==== EXTRACTED INFORMATION

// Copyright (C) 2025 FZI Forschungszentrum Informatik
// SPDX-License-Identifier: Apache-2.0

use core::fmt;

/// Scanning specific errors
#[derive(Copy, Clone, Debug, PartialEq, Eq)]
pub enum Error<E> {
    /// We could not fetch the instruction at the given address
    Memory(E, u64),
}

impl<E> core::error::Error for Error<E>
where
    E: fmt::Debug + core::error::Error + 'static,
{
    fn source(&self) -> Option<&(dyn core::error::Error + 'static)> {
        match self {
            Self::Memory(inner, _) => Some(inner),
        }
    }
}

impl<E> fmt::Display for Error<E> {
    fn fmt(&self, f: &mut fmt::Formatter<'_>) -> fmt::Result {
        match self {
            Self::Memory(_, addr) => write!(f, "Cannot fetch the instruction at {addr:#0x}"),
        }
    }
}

========

- _WHAT YOU SHOULD DO_: In the data above, find the line with "impl<E> core::error::Error for Error<E>" and the line with "fn fmt(&self, f: &mut". Retype both, plus every line between them, exactly.

- _RESULT BELOW_:
impl<E> core::error::Error for Error<E>
where
    E: fmt::Debug + core::error::Error + 'static,
{
    fn source(&self) -> Option<&(dyn core::error::Error + 'static)> {
        match self {
            Self::Memory(inner, _) => Some(inner),
        }
    }
}

impl<E> fmt::Display for Error<E> {
    fn fmt(&self, f: &mut fmt::Formatter<'_>) -> fmt::Result {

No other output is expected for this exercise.